A Praise for Defensive Programming: Leveraging Uncertainty for Effective Malware Mitigation

TL;DR

This paper introduces CHAMELEON, a Linux framework that enhances malware detection by adding uncertainty to borderline cases, effectively disrupting malware while minimally affecting benign software.

Contribution

It presents a novel uncertain environment for Linux that combines traditional and deep learning malware detectors, improving detection effectiveness with minimal benign disruption.

Findings

Approximately 65% of malware failed their tasks at 10% threshold.

92% malware failure rate with dynamic thresholds.

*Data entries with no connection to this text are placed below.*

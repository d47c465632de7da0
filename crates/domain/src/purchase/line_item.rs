//! Line items and their builder.

use serde::Serialize;

use crate::error::ValidationError;

use super::{LineItemId, Price};

/// A single priced entry of a purchase transaction.
///
/// Line items have no public constructor: new items come from
/// [`LineItemBuilder`], which assigns a fresh identity, and persisted items are
/// restored through [`LineItem::rehydrate`].
#[derive(Debug, Clone, PartialEq, Eq, Serialize)]
pub struct LineItem {
    id: LineItemId,
    price: Price,
}

impl LineItem {
    /// Restores a persisted line item with its stored identity.
    ///
    /// Intended for storage adapters only.
    pub fn rehydrate(id: LineItemId, price: Price) -> Self {
        Self { id, price }
    }

    pub fn id(&self) -> LineItemId {
        self.id
    }

    pub fn price(&self) -> Price {
        self.price
    }

    /// Returns the same line item with a new price. Identity is preserved.
    pub fn with_price(self, price: Price) -> Self {
        Self { price, ..self }
    }
}

/// Builds [`LineItem`]s, requiring a price.
#[derive(Debug, Clone, Default)]
pub struct LineItemBuilder {
    price: Option<Price>,
}

impl LineItemBuilder {
    pub fn new() -> Self {
        Self::default()
    }

    /// Shorthand for `LineItemBuilder::new().with_price(price)`.
    pub fn line_item(price: Price) -> Self {
        Self::new().with_price(price)
    }

    pub fn with_price(mut self, price: Price) -> Self {
        self.price = Some(price);
        self
    }

    /// Builds the line item with a freshly generated id.
    pub fn build(self) -> Result<LineItem, ValidationError> {
        let price = self.price.ok_or(ValidationError::PriceRequired)?;
        Ok(LineItem {
            id: LineItemId::new(),
            price,
        })
    }
}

I/O-bound software is three times more affected by uncertainty.

Abstract

A promising avenue for improving the effectiveness of behavioral-based malware detectors would be to combine fast traditional machine learning detectors with high-accuracy, but time-consuming deep learning models. The main idea would be to place software receiving borderline classifications by traditional machine learning methods in an environment where uncertainty is added, while software is analyzed by more time-consuming deep learning models. The goal of uncertainty would be to rate-limit actions of potential malware during the time consuming deep analysis. In this paper, we present a detailed description of the analysis and implementation of CHAMELEON, a framework for realizing this uncertain environment for Linux. CHAMELEON offers two environments for software: (i) standard - for any software identified as benign by conventional machine learning methods and (ii) uncertain - for software receiving borderline classifications when analyzed by these conventional machine learning methods. The uncertain environment adds obstacles to software execution through random perturbations applied probabilistically on selected system calls. We evaluated CHAMELEON with 113 applications and 100 malware samples for Linux. Our results showed that at threshold 10%, intrusive and non-intrusive strategies caused approximately 65% of malware to fail accomplishing their tasks, while approximately 30% of the analyzed benign software to meet with various levels of disruption. With a dynamic, per-system call threshold, CHAMELEON caused 92% of the malware to fail, and only 10% of the benign software to be disrupted. We also found that I/O-bound software was three times more affected by uncertainty than CPU-bound software. Further, we analyzed the logs of software crashed with non-intrusive strategies, and found that some crashes are due to the software bugs.